I plan lessons to occur in my classroom where I have access to my charts, my books, my technology, my tools, my seating arrangements, my meeting spaces. This is a carefully orchestrated endeavor each and every day. I don’t take this work lightly. To assume I can just move it all to an alternate location at the drop of a hat, and then back again, during the course of a regular day… I will be honest and tell you I feel insulted. I know that is not anyone’s intent, but it is a real feeling I experience when this solution is brought up as a “Why don’t you just move to the library…” solution to the problem of a broken (again) air conditioner.

The fact is that when we move, we accomplish about 50% of the work I had planned for that day. We cannot focus, we are constantly interrupted, we are in a whole new space without our normal borders and boundaries. This is fine for a day or two, but not as a regular and seemingly permanent solution for this persistent problem. I am and always have been the kind of teacher who is mindful of every moment of instruction. I am often literally breathless at the end of the day. There is very little down time in my classroom. And yet I am forced to choose between teaching in the heat or losing what amounts to half a day of instruction every day that the air conditioner breaks.
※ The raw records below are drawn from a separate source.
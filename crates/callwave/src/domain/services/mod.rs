//! Domain Services
//!
//! Pure logic over domain entities: the call lifecycle state machine and the
//! provider payload normalizer.

pub mod normalizer;
mod state_machine;

pub use normalizer::normalize_event;
pub use state_machine::*;
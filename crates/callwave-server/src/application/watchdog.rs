//! Stuck-Call Watchdog
//!
//! Finds calls stranded in a non-terminal status past the deadline, asks the
//! provider to hang up (best-effort) and forces them to `failed` locally.
//! One periodic task runs per dispatching batch; the registry owns their
//! stop handles. Once the batch's dispatch task has finished, calls still
//! `queued` can no longer be picked up and are swept as well.

use chrono::{DateTime, Utc};
use serde::Serialize;
use std::collections::HashMap;
use std::sync::Arc;
use std::time::Duration;
use tokio::sync::{watch, Mutex};
use tokio::task::JoinHandle;
use utoipa::ToSchema;
use uuid::Uuid;

use callwave::{
    BatchRepository, CallDetails, CallInput, CallRepository, CallStatus, DomainError,
    ProviderGateway,
};

use super::{CallLifecycle, LifecycleOutcome};

pub const TIMEOUT_ERROR: &str = "Call timed out (no provider update before deadline)";

/// Which calls count as stuck, and how often to look
#[derive(Debug, Clone)]
pub struct WatchdogPolicy {
    pub period: Duration,
    /// Measured from `started_at`, or `created_at` for calls never started
    pub deadline: Duration,
    pub eligible_statuses: Vec<CallStatus>,
}

impl Default for WatchdogPolicy {
    fn default() -> Self {
        Self {
            period: Duration::from_secs(30),
            deadline: Duration::from_secs(10 * 60),
            eligible_statuses: vec![CallStatus::Ringing, CallStatus::Active],
        }
    }
}

#[derive(Debug, Clone, Default, Serialize, ToSchema)]
pub struct SweepReport {
    pub examined: usize,
    /// Calls forced to failed by this sweep
    pub timed_out: usize,
    /// Calls that reached a terminal status on their own meanwhile
    pub already_resolved: usize,
    pub cancel_failures: usize,
    pub errors: usize,
}

pub struct Watchdog<C: CallRepository, B: BatchRepository, G: ProviderGateway> {
    calls: Arc<C>,
    gateway: Arc<G>,
    lifecycle: CallLifecycle<C, B>,
    policy: WatchdogPolicy,
}

impl<C: CallRepository, B: BatchRepository, G: ProviderGateway> Clone for Watchdog<C, B, G> {
    fn clone(&self) -> Self {
        Self {
            calls: self.calls.clone(),
            gateway: self.gateway.clone(),
            lifecycle: self.lifecycle.clone(),
            policy: self.policy.clone(),
        }
    }
}

impl<C: CallRepository, B: BatchRepository, G: ProviderGateway> Watchdog<C, B, G> {
    pub fn new(
        calls: Arc<C>,
        gateway: Arc<G>,
        lifecycle: CallLifecycle<C, B>,
        policy: WatchdogPolicy,
    ) -> Self {
        Self {
            calls,
            gateway,
            lifecycle,
            policy,
        }
    }

    /// Sweep one batch, or every batch when `batch_id` is `None`
    pub async fn sweep(&self, batch_id: Option<Uuid>) -> Result<SweepReport, DomainError> {
        self.sweep_at(batch_id, Utc::now()).await
    }

    pub async fn sweep_at(
        &self,
        batch_id: Option<Uuid>,
        now: DateTime<Utc>,
    ) -> Result<SweepReport, DomainError> {
        self.sweep_statuses(batch_id, now, &self.policy.eligible_statuses)
            .await
    }

    /// Sweep a batch whose dispatch loop is over: `queued` calls are stuck too
    pub async fn sweep_undispatched_at(
        &self,
        batch_id: Uuid,
        now: DateTime<Utc>,
    ) -> Result<SweepReport, DomainError> {
        let mut statuses = self.policy.eligible_statuses.clone();
        if !statuses.contains(&CallStatus::Queued) {
            statuses.push(CallStatus::Queued);
        }
        self.sweep_statuses(Some(batch_id), now, &statuses).await
    }

    async fn sweep_statuses(
        &self,
        batch_id: Option<Uuid>,
        now: DateTime<Utc>,
        statuses: &[CallStatus],
    ) -> Result<SweepReport, DomainError> {
        let deadline = chrono::Duration::from_std(self.policy.deadline)
            .map_err(|e| DomainError::Validation(format!("Watchdog deadline out of range: {e}")))?;

        let stuck = self
            .calls
            .find_stale(batch_id, statuses, now - deadline)
            .await?;

        let mut report = SweepReport {
            examined: stuck.len(),
            ..SweepReport::default()
        };

        for call in stuck {
            let call_id = call.id;

            if let Some(external_call_id) = call.external_call_id.as_deref() {
                if let Err(e) = self.gateway.cancel(external_call_id).await {
                    tracing::warn!(
                        "⚠️  Provider cancel of stuck call {} failed: {}",
                        call_id,
                        e
                    );
                    report.cancel_failures += 1;
                }
            }

            let input = CallInput::Failed {
                error: TIMEOUT_ERROR.to_string(),
                details: CallDetails::default(),
            };
            match self.lifecycle.apply_loaded(call, input, now).await {
                Ok(LifecycleOutcome::Applied { .. }) => {
                    tracing::warn!("⏰ Call {} timed out, marked failed", call_id);
                    report.timed_out += 1;
                }
                Ok(LifecycleOutcome::Skipped { .. }) => report.already_resolved += 1,
                Err(e) => {
                    tracing::error!("❌ Failed to time out call {}: {}", call_id, e);
                    report.errors += 1;
                }
            }
        }

        Ok(report)
    }
}

struct WatchdogHandle {
    stop: watch::Sender<bool>,
    task: JoinHandle<()>,
}

/// Running per-batch watchdog tasks
pub struct WatchdogRegistry<C: CallRepository, B: BatchRepository, G: ProviderGateway> {
    watchdog: Watchdog<C, B, G>,
    batches: Arc<B>,
    running: Arc<Mutex<HashMap<Uuid, WatchdogHandle>>>,
}

impl<C: CallRepository, B: BatchRepository, G: ProviderGateway> Clone
    for WatchdogRegistry<C, B, G>
{
    fn clone(&self) -> Self {
        Self {
            watchdog: self.watchdog.clone(),
            batches: self.batches.clone(),
            running: self.running.clone(),
        }
    }
}

impl<C, B, G> WatchdogRegistry<C, B, G>
where
    C: CallRepository + 'static,
    B: BatchRepository + 'static,
    G: ProviderGateway + 'static,
{
    pub fn new(watchdog: Watchdog<C, B, G>, batches: Arc<B>) -> Self {
        Self {
            watchdog,
            batches,
            running: Arc::new(Mutex::new(HashMap::new())),
        }
    }

    pub fn watchdog(&self) -> &Watchdog<C, B, G> {
        &self.watchdog
    }

    /// Start the periodic sweep for a batch, watching its dispatch task
    ///
    /// A sweep already running for the batch is replaced, so it always
    /// follows the latest dispatch.
    pub async fn start(&self, batch_id: Uuid, dispatch: JoinHandle<()>) {
        let mut running = self.running.lock().await;
        running.retain(|_, handle| !handle.task.is_finished());

        if let Some(previous) = running.remove(&batch_id) {
            let _ = previous.stop.send(true);
        }

        let (stop, stop_rx) = watch::channel(false);
        let task = tokio::spawn(Self::run(
            self.watchdog.clone(),
            self.batches.clone(),
            batch_id,
            dispatch,
            stop_rx,
        ));
        running.insert(batch_id, WatchdogHandle { stop, task });

        tracing::info!(
            "🐕 Watchdog started for batch {} (every {:?}, deadline {:?})",
            batch_id,
            self.watchdog.policy.period,
            self.watchdog.policy.deadline
        );
    }

    /// Stop the batch's sweep; returns whether one was running
    pub async fn stop(&self, batch_id: Uuid) -> bool {
        match self.running.lock().await.remove(&batch_id) {
            Some(handle) => {
                let _ = handle.stop.send(true);
                !handle.task.is_finished()
            }
            None => false,
        }
    }

    pub async fn is_running(&self, batch_id: Uuid) -> bool {
        self.running
            .lock()
            .await
            .get(&batch_id)
            .is_some_and(|handle| !handle.task.is_finished())
    }

    #[cfg(test)]
    async fn tracked(&self) -> usize {
        self.running.lock().await.len()
    }

    async fn run(
        watchdog: Watchdog<C, B, G>,
        batches: Arc<B>,
        batch_id: Uuid,
        dispatch: JoinHandle<()>,
        mut stop_rx: watch::Receiver<bool>,
    ) {
        let period = watchdog.policy.period.max(Duration::from_millis(1));
        let mut ticker = tokio::time::interval(period);
        // First tick fires immediately; nothing can be stuck yet
        ticker.tick().await;

        loop {
            tokio::select! {
                _ = ticker.tick() => {}
                changed = stop_rx.changed() => {
                    if changed.is_err() || *stop_rx.borrow() {
                        break;
                    }
                }
            }

            let sweep = if dispatch.is_finished() {
                watchdog.sweep_undispatched_at(batch_id, Utc::now()).await
            } else {
                watchdog.sweep(Some(batch_id)).await
            };
            match sweep {
                Ok(report) if report.timed_out > 0 => {
                    tracing::info!(
                        "🐕 Watchdog sweep of batch {}: {} timed out",
                        batch_id,
                        report.timed_out
                    );
                }
                Ok(_) => {}
                Err(e) => tracing::warn!("⚠️  Watchdog sweep of batch {} failed: {}", batch_id, e),
            }

            // Backstop in case a completion check was lost to a store error
            if let Err(e) = watchdog.lifecycle.tracker().check_completion(batch_id).await {
                tracing::warn!("⚠️  Completion check of batch {} failed: {}", batch_id, e);
            }

            match batches.find_by_id(batch_id).await {
                Ok(Some(batch)) if !batch.is_completed() => {}
                Ok(_) => break,
                Err(e) => tracing::warn!("⚠️  Watchdog could not load batch {}: {}", batch_id, e),
            }
        }

        tracing::info!("🐕 Watchdog stopped for batch {}", batch_id);
    }
}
This is an unacceptable choice.

Last spring I was forced to give them the state tests during a no-air-conditioner period, and because the library was unavailable, we had to remain in our classroom with the doors and windows open and the portable fans blowing loudly–which was a good thing because it drowned out the noise coming for the lunch bench and playground areas– during testing. This is one of the main ways in which my students and I are judged, and these were the conditions under which we had to work. No one made a note of that on the test results page.
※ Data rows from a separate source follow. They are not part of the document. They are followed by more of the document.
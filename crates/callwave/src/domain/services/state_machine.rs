//! Call State Machine
//!
//! Applies one input (a canonical event or a local command) to one call and
//! returns the next call state plus the side effects the caller must apply.
//! Nothing here touches storage; the caller persists `AppliedTransition::call`
//! with a compare-and-set on `version` and applies the counter delta only if
//! that write wins.
//!
//! ```text
//! queued ──► ringing ──► active
//!    │          │          │
//!    └──────────┴──────────┴──► completed | failed | canceled   (sticky)
//! ```

use chrono::{DateTime, Utc};
use serde::{Deserialize, Serialize};

use crate::domain::entities::{Call, CallDetails, CanonicalEvent};
use crate::domain::errors::DomainError;
use crate::domain::value_objects::{CallStatus, EventKind};

/// Something that can move a call forward
#[derive(Debug, Clone, PartialEq, Eq)]
pub enum CallInput {
    Ringing,
    Active { external_call_id: Option<String> },
    TranscriptChunk(String),
    Completed(CallDetails),
    Failed { error: String, details: CallDetails },
    /// Only issued locally: user stop or watchdog cancellation
    Canceled { reason: String },
    /// Fill-only media update (manual transcript fetch)
    Enrich(CallDetails),
}

impl CallInput {
    /// Build the input for a canonical event
    ///
    /// Returns `None` for unrecognized kinds and for transcript chunks
    /// without text.
    pub fn from_event(event: &CanonicalEvent) -> Option<Self> {
        match &event.kind {
            EventKind::Ringing => Some(CallInput::Ringing),
            EventKind::Active => Some(CallInput::Active {
                external_call_id: event.identity.external_call_id.clone(),
            }),
            EventKind::TranscriptChunk => event
                .transcript
                .as_deref()
                .and_then(non_blank)
                .map(|text| CallInput::TranscriptChunk(text.to_string())),
            EventKind::Completed => Some(CallInput::Completed(event.details())),
            EventKind::Failed => Some(CallInput::Failed {
                error: event
                    .error_message
                    .clone()
                    .or_else(|| event.status_hint.clone())
                    .unwrap_or_else(|| "Provider reported call failure".to_string()),
                details: event.details(),
            }),
            EventKind::Unrecognized(_) => None,
        }
    }

    /// Status this input tries to move the call into, if any
    pub fn target_status(&self) -> Option<CallStatus> {
        match self {
            CallInput::Ringing => Some(CallStatus::Ringing),
            CallInput::Active { .. } => Some(CallStatus::Active),
            CallInput::Completed(_) => Some(CallStatus::Completed),
            CallInput::Failed { .. } => Some(CallStatus::Failed),
            CallInput::Canceled { .. } => Some(CallStatus::Canceled),
            CallInput::TranscriptChunk(_) | CallInput::Enrich(_) => None,
        }
    }

    pub fn label(&self) -> &'static str {
        match self {
            CallInput::Ringing => "ringing",
            CallInput::Active { .. } => "active",
            CallInput::TranscriptChunk(_) => "transcript_chunk",
            CallInput::Completed(_) => "completed",
            CallInput::Failed { .. } => "failed",
            CallInput::Canceled { .. } => "canceled",
            CallInput::Enrich(_) => "enrich",
        }
    }
}

/// Increments owed to the batch counters by one transition
#[derive(Debug, Clone, Copy, Default, PartialEq, Eq, Serialize, Deserialize)]
pub struct CounterDelta {
    pub success: i32,
    pub failure: i32,
}

impl CounterDelta {
    pub const NONE: CounterDelta = CounterDelta {
        success: 0,
        failure: 0,
    };
    pub const SUCCESS: CounterDelta = CounterDelta {
        success: 1,
        failure: 0,
    };
    pub const FAILURE: CounterDelta = CounterDelta {
        success: 0,
        failure: 1,
    };

    pub fn is_zero(&self) -> bool {
        self.success == 0 && self.failure == 0
    }
}

#[derive(Debug, Clone, Copy, PartialEq, Eq, Serialize)]
pub struct TransitionEffects {
    pub previous_status: CallStatus,
    pub new_status: CallStatus,
    pub counter_delta: CounterDelta,
    pub requires_batch_completion_check: bool,
}

#[derive(Debug, Clone, PartialEq)]
pub struct AppliedTransition {
    /// Next state of the call; `version` still holds the value it was read with
    pub call: Call,
    pub effects: TransitionEffects,
}

#[derive(Debug, Clone, PartialEq)]
pub enum Transition {
    Applied(AppliedTransition),
    /// Terminal input on a call already in that terminal status
    AlreadyTerminal { status: CallStatus },
    /// Harmless no-op (duplicate or stale non-terminal event)
    Ignored { status: CallStatus, reason: String },
}

/// Pure state machine for a single call's lifecycle
#[derive(Debug, Clone, Copy, Default)]
pub struct CallStateMachine;
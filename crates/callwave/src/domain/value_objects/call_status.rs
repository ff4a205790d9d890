//! CallStatus - lifecycle status of a single outbound call

use serde::{Deserialize, Serialize};

/// Status of a call
///
/// `Queued` is initial; `Completed`, `Failed` and `Canceled` are terminal.
#[derive(Debug, Clone, Copy, Serialize, Deserialize, PartialEq, Eq, Hash)]
#[serde(rename_all = "lowercase")]
pub enum CallStatus {
    Queued,
    Ringing,
    Active,
    Completed,
    Failed,
    Canceled,
}

impl CallStatus {
    pub const NON_TERMINAL: [CallStatus; 3] =
        [CallStatus::Queued, CallStatus::Ringing, CallStatus::Active];

    pub fn is_terminal(&self) -> bool {
        matches!(
            self,
            CallStatus::Completed | CallStatus::Failed | CallStatus::Canceled
        )
    }

    pub fn as_str(&self) -> &'static str {
        match self {
            CallStatus::Queued => "queued",
            CallStatus::Ringing => "ringing",
            CallStatus::Active => "active",
            CallStatus::Completed => "completed",
            CallStatus::Failed => "failed",
            CallStatus::Canceled => "canceled",
        }
    }
}

impl std::fmt::Display for CallStatus {
    fn fmt(&self, f: &mut std::fmt::Formatter<'_>) -> std::fmt::Result {
        f.write_str(self.as_str())
    }
}

impl std::str::FromStr for CallStatus {
    type Err = String;

    fn from_str(s: &str) -> Result<Self, Self::Err> {
        match s.trim().to_lowercase().as_str() {
            "queued" => Ok(CallStatus::Queued),
            "ringing" => Ok(CallStatus::Ringing),
            "active" => Ok(CallStatus::Active),
            "completed" => Ok(CallStatus::Completed),
            "failed" => Ok(CallStatus::Failed),
            "canceled" | "cancelled" => Ok(CallStatus::Canceled),
            _ => Err(format!("Unknown call status: {}", s)),
        }
    }
}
3.  The third aspect of the problem is this: What message does it send to our families when the very basic need of adequate shelter cannot be met by the school to which they entrust their children? To tell our children again and again that “someone is going to fix it but we don’t know when” is to let them know that they are not important. Their needs take a back seat to other district needs. What else could be more important than clean, safe and reasonably comfortable facilities?
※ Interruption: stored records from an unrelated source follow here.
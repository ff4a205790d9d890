//! Value Objects
//!
//! Immutable objects defined by their attributes rather than identity.

mod batch_status;
mod call_status;
mod event_kind;

pub use batch_status::*;
pub use call_status::*;
pub use event_kind::*;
In addition, we are under an order by the local air quality management district to filter the air that flows into our classroom 24/7. There are two large signs stuck on to my wall demanding that I run the fan at all times. This is important it says! Yet, this filtering does not occur when the AC is down because with it goes the fan. So, not only are my students hot and sweaty, but they are also breathing air that has been determined to be unhealthy for them, and there is not a thing I can do about it. And no one seems to think it is important anymore.


I think it is more than evident that a pattern has been established here. The air conditioning unit for room 37 is not ever going to be okay. And it is not okay with me that that fact has become a permanent part of my employment. I try hard to be a team player. I am not a big complainer. I have been a flexible, hardworking, problem-solving educator for 30 years in this district. And I believe that my students and I deserve better than this hot and sweaty limbo condition every few months for days and weeks at a time. Can’t we do better than that?